> **EXERCISE DIRECTIONS**
Would you please return the lines of the entries below starting at the line that has "pub mod prompts;" and ending at the line that has "use thiserror::Error;", both included, exactly as they are?
Content starts
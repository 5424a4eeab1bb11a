//! # Pitchforge Core
//!
//! The "Brain" of Pitchforge - turns a one-line startup idea into an
//! investor pitch deck through a draft/critique/refine pipeline and a
//! progressive image fill, all delegated to an external generative service.
//!
//! ## Architecture
//!
//! - `catalog` - pitch frameworks, visual styles, and languages (static tables)
//! - `deck` - wire shapes and the working deck model
//! - `gemini` - the generation-service boundary (backend trait + REST client)
//! - `generator` - the four operations: draft, critique, refine, image
//! - `pipeline` / `coordinator` - stage machine and run orchestration
//! - `filler` - batched, progressive per-slide image fill
//! - `events` - the subscription surface for a presentation layer
//!
//! ## Usage
//!
//! ```rust,ignore
//! use pitchforge_core::coordinator::DeckCoordinator;
//!
//! let mut coordinator = DeckCoordinator::new(backend, &run_generation)
//!     .with_event_channel(event_tx);
//! let deck = coordinator.run(request).await?;
//! ```

pub mod catalog;
pub mod coordinator;
pub mod deck;
pub mod error;
pub mod events;
pub mod filler;
pub mod gemini;
pub mod generator;
pub mod models;
pub mod pipeline;
pub mod prompts;

#[cfg(test)]
pub(crate) mod test_support;
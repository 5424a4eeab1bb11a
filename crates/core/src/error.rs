//! # Error Taxonomy
//!
//! Typed failures for the generation boundary. How each variant is handled
//! depends on the pipeline stage: a draft parse failure aborts the run, a
//! refine parse failure falls back to the unrefined deck, and image failures
//! are absorbed into a placeholder before they can reach a caller.

use thiserror::Error;

/// Errors produced at the generation-service boundary.
#[derive(Debug, Error)]
pub enum GenerationError {
    /// No usable credential session. Also produced when the upstream service
    /// reports an expired/unknown key so the raw message is never surfaced.
    #[error("API key session expired or missing. Select a key and try again.")]
    Credential,

    /// The service answered without usable content (empty body, no candidates,
    /// transport failure).
    #[error("generation service returned no content: {0}")]
    Upstream(String),

    /// The structured response did not match the deck schema.
    #[error("failed to generate a valid deck structure: {0}")]
    Parse(String),

    /// A single image request failed. Never escapes `image_for`.
    #[error("image generation failed: {0}")]
    Image(String),
}

impl GenerationError {
    /// Remap upstream messages that indicate a dead credential session.
    ///
    /// The service reports an expired or revoked key as a generic
    /// "Requested entity was not found" error; surfacing that verbatim would
    /// send the user hunting for a missing model instead of a missing key.
    pub fn from_upstream(message: impl Into<String>) -> Self {
        let message = message.into();
        if message.contains("Requested entity was not found")
            || message.contains("API key expired")
        {
            GenerationError::Credential
        } else {
            GenerationError::Upstream(message)
        }
    }
}
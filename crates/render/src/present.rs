use crate::FrameBuffer;

/// Errors from handing a frame to the presentation surface.
#[derive(Debug, thiserror::Error)]
pub enum PresentError {
    #[error("presentation surface lost")]
    SurfaceLost,
    #[error("frame is {found} bytes but the surface expects {expected}")]
    SizeMismatch { expected: usize, found: usize },
    #[error("presentation backend error: {0}")]
    Backend(String),
}

/// Copies a raw pixel view onto a visible surface.
///
/// `pixels` is only valid for the duration of the call; implementations must
/// copy what they need before returning.
pub trait Presenter {
    fn present(&mut self, pixels: &[u8], row_bytes: usize) -> Result<(), PresentError>;
}

impl FrameBuffer {
    /// Hand this frame's raw view to a presenter for one call.
    pub fn present_to<P: Presenter + ?Sized>(&self, presenter: &mut P) -> Result<(), PresentError> {
        presenter.present(self.as_bytes(), self.row_bytes())
    }
}
//! Grid-stepping (DDA) ray casting against the tile map.
//!
//! All positions and distances here are in cell units.

use glam::DVec2;
use tilecast_world::{Cell, Map};

/// Which family of grid lines the ray crossed when it stopped.
#[derive(Debug, Clone, Copy, PartialEq, Eq)]
pub enum Side {
    /// A vertical grid line (constant x).
    X,
    /// A horizontal grid line (constant y).
    Y,
}

/// Result of marching one ray.
#[derive(Debug, Clone, Copy, PartialEq)]
pub struct RayHit {
    /// Distance along the ray.
    pub distance: f64,
    /// Distance projected onto the viewer's forward axis.
    pub perpendicular: f64,
    pub side: Side,
    /// Fractional position of the hit along the wall face, in `[0, 1)`.
    pub offset: f64,
    /// Wall type that stopped the ray; `None` when the march hit its bound.
    pub wall: Option<u8>,
    /// Grid coordinate where the march stopped.
    pub cell: (i64, i64),
}

/// Ray angle for screen column `column` of `columns`.
pub fn column_angle(view_angle: f64, fov: f64, column: u32, columns: u32) -> f64 {
    view_angle - fov / 2.0 + fov * (column as f64 / columns as f64)
}

/// On-screen wall height for a perpendicular distance: `screen_h / d`.
///
/// A zero or negative distance yields the full screen height.
pub fn projected_height(screen_h: u32, distance: f64) -> f64 {
    let h = screen_h as f64;
    if distance > 0.0 { h / distance } else { h }
}

/// Per-axis DDA setup: step direction, distance to first crossing, and
/// distance between crossings.
fn axis_setup(pos: f64, cell: i64, dir: f64) -> (i64, f64, f64) {
    if dir.abs() < 1e-12 {
        return (0, f64::INFINITY, f64::INFINITY);
    }
    let delta = (1.0 / dir).abs();
    if dir < 0.0 {
        (-1, (pos - cell as f64) * delta, delta)
    } else {
        (1, (cell as f64 + 1.0 - pos) * delta, delta)
    }
}

/// March a ray from `origin` at `angle` until it enters a wall cell or
/// travels farther than `max_len`.
///
/// `view_angle` is the viewer's facing, used for the perpendicular
/// (fisheye-corrected) distance. Each step advances at least one cell, so
/// the march takes at most `2 * max_len + 2` steps.
pub fn cast_ray(map: &Map, origin: DVec2, angle: f64, view_angle: f64, max_len: f64) -> RayHit {
    let dir = DVec2::from_angle(angle);
    let cos_off = (angle - view_angle).cos();
    let mut cell = (origin.x.floor() as i64, origin.y.floor() as i64);

    if let Cell::Wall(id) = map.cell(cell.0, cell.1) {
        return RayHit {
            distance: 0.0,
            perpendicular: 0.0,
            side: Side::X,
            offset: 0.0,
            wall: Some(id),
            cell,
        };
    }

    let (step_x, mut side_x, delta_x) = axis_setup(origin.x, cell.0, dir.x);
    let (step_y, mut side_y, delta_y) = axis_setup(origin.y, cell.1, dir.y);

    loop {
        let (t, side) = if side_x < side_y {
            let t = side_x;
            side_x += delta_x;
            cell.0 += step_x;
            (t, Side::X)
        } else {
            let t = side_y;
            side_y += delta_y;
            cell.1 += step_y;
            (t, Side::Y)
        };

        if t > max_len {
            return RayHit {
                distance: max_len,
                perpendicular: max_len * cos_off,
                side,
                offset: 0.0,
                wall: None,
                cell,
            };
        }

        if let Cell::Wall(id) = map.cell(cell.0, cell.1) {
            let hit = origin + dir * t;
            let along = match side {
                Side::X => hit.y,
                Side::Y => hit.x,
            };
            return RayHit {
                distance: t,
                perpendicular: t * cos_off,
                side,
                offset: along - along.floor(),
                wall: Some(id),
                cell,
            };
        }
    }
}
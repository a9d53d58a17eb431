//! Deterministic input source that replays prepared event batches.

use std::collections::VecDeque;

use crate::{Event, InputError, InputSource, MouseDelta, Subject};

/// One poll's worth of scripted input.
#[derive(Debug, Clone, Default, PartialEq)]
pub struct ScriptedFrame {
    pub events: Vec<Event>,
    pub mouse: MouseDelta,
}

/// Input source fed from a script instead of a device.
///
/// Each call to [`poll_events`](InputSource::poll_events) pops one frame and
/// dispatches its events; the frame's mouse motion becomes the next
/// [`mouse_delta`](InputSource::mouse_delta). An exhausted script polls
/// nothing.
#[derive(Default)]
pub struct ScriptedInput {
    subject: Subject,
    frames: VecDeque<ScriptedFrame>,
    pending_mouse: MouseDelta,
    fail_init: Option<String>,
    initialized: bool,
    cleaned_up: bool,
    polls: usize,
}

impl ScriptedInput {
    pub fn new() -> Self {
        Self::default()
    }

    /// Queue a frame of events with no mouse motion.
    pub fn push_events(&mut self, events: impl IntoIterator<Item = Event>) -> &mut Self {
        self.frames.push_back(ScriptedFrame {
            events: events.into_iter().collect(),
            mouse: MouseDelta::default(),
        });
        self
    }

    /// Queue a frame with only mouse motion.
    pub fn push_mouse(&mut self, dx: f64, dy: f64) -> &mut Self {
        self.frames.push_back(ScriptedFrame {
            events: Vec::new(),
            mouse: MouseDelta::new(dx, dy),
        });
        self
    }

    pub fn push_frame(&mut self, frame: ScriptedFrame) -> &mut Self {
        self.frames.push_back(frame);
        self
    }

    /// Make `init` fail with the given reason.
    pub fn failing(reason: impl Into<String>) -> Self {
        Self {
            fail_init: Some(reason.into()),
            ..Self::default()
        }
    }

    pub fn remaining(&self) -> usize {
        self.frames.len()
    }

    pub fn polls(&self) -> usize {
        self.polls
    }

    pub fn is_initialized(&self) -> bool {
        self.initialized
    }

    pub fn is_cleaned_up(&self) -> bool {
        self.cleaned_up
    }

    pub fn subject(&self) -> &Subject {
        &self.subject
    }
}

impl InputSource for ScriptedInput {
    fn init(&mut self) -> Result<(), InputError> {
        if let Some(reason) = &self.fail_init {
            return Err(InputError::InitFailed(reason.clone()));
        }
        self.initialized = true;
        tracing::debug!(frames = self.frames.len(), "scripted input ready");
        Ok(())
    }

    fn subject_mut(&mut self) -> &mut Subject {
        &mut self.subject
    }

    fn poll_events(&mut self) -> usize {
        self.polls += 1;
        let Some(frame) = self.frames.pop_front() else {
            return 0;
        };
        self.pending_mouse.accumulate(frame.mouse.dx, frame.mouse.dy);
        for event in &frame.events {
            self.subject.notify(event);
        }
        frame.events.len()
    }

    fn mouse_delta(&mut self) -> MouseDelta {
        self.pending_mouse.take()
    }

    fn cleanup(&mut self) {
        self.cleaned_up = true;
    }
}
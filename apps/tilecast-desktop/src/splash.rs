use image::imageops::FilterType;
use tilecast_render::{FrameBuffer, PresentError};

/// Decode an image file and scale it to exactly `width x height`.
pub fn load_splash_frame(path: &str, width: u32, height: u32) -> Result<FrameBuffer, PresentError> {
    let img = image::open(path).map_err(|e| PresentError::Backend(format!("splash {path}: {e}")))?;
    let rgba = image::imageops::resize(&img.to_rgba8(), width, height, FilterType::Triangle);
    FrameBuffer::from_rgba(width, height, rgba.into_raw())
        .map_err(|e| PresentError::Backend(format!("splash {path}: {e}")))
}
Content ends
> **FINISHED TASK**
pub mod prompts;

#[cfg(test)]
pub(crate) mod test_support;
repository 5424a4eeab1bb11a
filename crates/core/src/error.rs
//! # Error Taxonomy
//!
//! Typed failures for the generation boundary. How each variant is handled
//! depends on the pipeline stage: a draft parse failure aborts the run, a
//! refine parse failure falls back to the unrefined deck, and image failures
//! are absorbed into a placeholder before they can reach a caller.

use thiserror::Error;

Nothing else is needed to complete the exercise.